I did end up befriending another local who coincidentally spoke English (phew) on my second day there, and somehow, just somehow, we got chatting about food. “In Ragusa we love food. Ragusa is all about food” he tells me, at which point I realise that I have officially fallen in love with this place. Is there some special karmic energy that draws food lovers (no matter what language they speak) together? He lived with his mother (bless), and curious to see if she fit the stereotype, I couldn’t resist asking about her cooking habits. “She cooks all day, every day”, he said, “it’s not good”, pinching the excess on his girth. I felt very happy indeed that there are some traditions that do not seem to die.
He suggests trying out a restaurant called Quattro Gatti which serves typical Ragusano food and where the ingredients are locally sourced. How could I refuse? It’s a little hidden away, off the main street, so despite the fact that Ragusa Ibla is very small one might still have trouble discovering it. Mr Local tells me that if I wanted to eat the same food at any of the restaurants on the main street I would be paying double the price, since they’re the ones that draw in the tourists. The Chef has also apparently appeared on food shows in Sicily.
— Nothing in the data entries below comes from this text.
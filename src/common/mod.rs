pub mod setting;
pub mod logger;
pub mod error;
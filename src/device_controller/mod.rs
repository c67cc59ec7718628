//! 设备管理模块
//! - 维护设备列表，地址与校准偏移
//! - 每个设备一个轮询任务，检测连接与数据一致性
//! - 写入衰减值，与轮询互斥

pub mod attenuation_controller;
pub mod device_manager;
pub mod device_registry;
pub mod entity;
pub mod workers;
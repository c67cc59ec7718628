//! per-device writing worker
//! commands are handled one at a time in the order they were sent,
//! each under the same io lock the poller uses

use std::sync::{mpsc, Arc};
use std::time::Duration;

use tokio::sync::mpsc::UnboundedReceiver;
use tokio::task::JoinHandle;
use tokio_util::sync::CancellationToken;

use crate::common::error::DriverError;
use crate::device_controller::device_registry::DeviceRegistry;
use crate::driver::modbus::codec;
use crate::driver::modbus::prelude::*;
use crate::driver::modbus::traits::DeviceLink;
use crate::entity::dto::device_command_dto::{CommandOperation, CommandOutcome, DeviceCommandDto};
use crate::entity::dto::device_event_dto::DeviceEventDto;
use crate::{debug, error, info, warn};

const LOG_TAG: &str = "writing_thread";

pub struct DeviceWriter {
    device_id: DeviceId,
    registry: Arc<DeviceRegistry>,
    link: Arc<dyn DeviceLink>,
    event_tx: mpsc::Sender<DeviceEventDto>,
    write_timeout: Duration,
}

impl DeviceWriter {
    pub fn new(
        device_id: DeviceId,
        registry: Arc<DeviceRegistry>,
        link: Arc<dyn DeviceLink>,
        event_tx: mpsc::Sender<DeviceEventDto>,
        write_timeout: Duration,
    ) -> Self {
        DeviceWriter {
            device_id,
            registry,
            link,
            event_tx,
            write_timeout,
        }
    }

    /// run until the command channel closes or shutdown is requested
    pub fn start(
        self,
        mut command_rx: UnboundedReceiver<DeviceCommandDto>,
        shutdown: CancellationToken,
    ) -> JoinHandle<()> {
        tokio::spawn(async move {
            info!(LOG_TAG, "writer of device {} starting", self.device_id);
            loop {
                let command = tokio::select! {
                    _ = shutdown.cancelled() => break,
                    command = command_rx.recv() => command,
                };
                let Some(command) = command else {
                    break;
                };
                let result = self.execute(command.operation, command.target_db).await;
                if command.reply_tx.send(result).is_err() {
                    debug!(LOG_TAG, "device {} caller went away before the reply", self.device_id);
                }
            }
            info!(LOG_TAG, "writer of device {} stopped", self.device_id);
        })
    }

    /// write one bank, a link failure is reported once and not retried
    pub async fn execute(
        &self,
        operation: CommandOperation,
        target_db: f64,
    ) -> Result<CommandOutcome, DriverError> {
        let slot = self.registry.slot(self.device_id)?;
        let _io_guard = slot.lock_io().await;

        if !slot.status().is_connected() {
            debug!(LOG_TAG, "device {} offline, {} to {} dB skipped", self.device_id, operation, target_db);
            return Ok(CommandOutcome::SkippedDisconnected);
        }

        let device = slot.config();
        let bits = codec::encode(codec::to_raw(target_db, device.calibration_offset))?;

        match self.write_bits(&device.address, operation.coil_addr(), &bits).await {
            Ok(()) => {
                info!(LOG_TAG, "device {} {} to {} dB, coils: {:?}", self.device_id, operation, target_db, bits);
                let message = match operation {
                    CommandOperation::SetCurrent => format!("attenuation set: {} dB", target_db),
                    CommandOperation::SetDefault => format!("default attenuation set: {} dB", target_db),
                };
                self.send(DeviceEventDto::log(Some(self.device_id), message));
                Ok(CommandOutcome::Applied)
            }
            Err(cause) => {
                error!(LOG_TAG, "device {} {} failed: {}", self.device_id, operation, cause);
                self.send(DeviceEventDto::CommandFailed {
                    device_id: self.device_id,
                    operation,
                    cause: cause.to_string(),
                });
                Err(DriverError::CommandFailed {
                    device_id: self.device_id,
                    operation,
                    cause: Box::new(cause),
                })
            }
        }
    }

    async fn write_bits(&self, address: &str, start_addr: ModbusAddrSize, bits: &CoilBits) -> Result<(), DriverError> {
        let mut session = self.link.open(address, self.write_timeout).await?;
        let result = session.write_multiple_coils(start_addr, bits).await;
        if let Err(e) = session.close().await {
            debug!(LOG_TAG, "device {} session close failed: {}", self.device_id, e);
        }
        result
    }

    fn send(&self, event: DeviceEventDto) {
        if let Err(e) = self.event_tx.send(event) {
            warn!(LOG_TAG, "device {} event receiver dropped: {}", self.device_id, e);
        }
    }
}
We chose the degustation menu (€18) which included antipasti, a pasta course, a fish course, dessert and coffee. The antipasti were plentiful and delicious. With reference to the picture below, we had local Ragusano cheeses which included different types of cow’s milk ricotta (there are no sheep here so the local ricotta is always made from cow’s milk) and hard cheeses; local salamis (all from Ragusa) which were quite spicy; olives; and focaccia which was some of the loveliest I’ve ever had. Slightly salty, with a touch of oregano and a drizzle of olive oil, the focaccia were crunchy on the outside and soft on the inside. Mr Local tells me that the slang words for this focaccia bread translates as ‘old woman’s face’ because of its slightly crinkly surface. There was also a delicious Sicilian omelette smothered with homemade tomato sauce.
There was also a dish of parmigiana – a mixture of aubergine, tomatoes and a local Ragusano cheese, which with its slightly salty taste, added body to this rustic, homely dish.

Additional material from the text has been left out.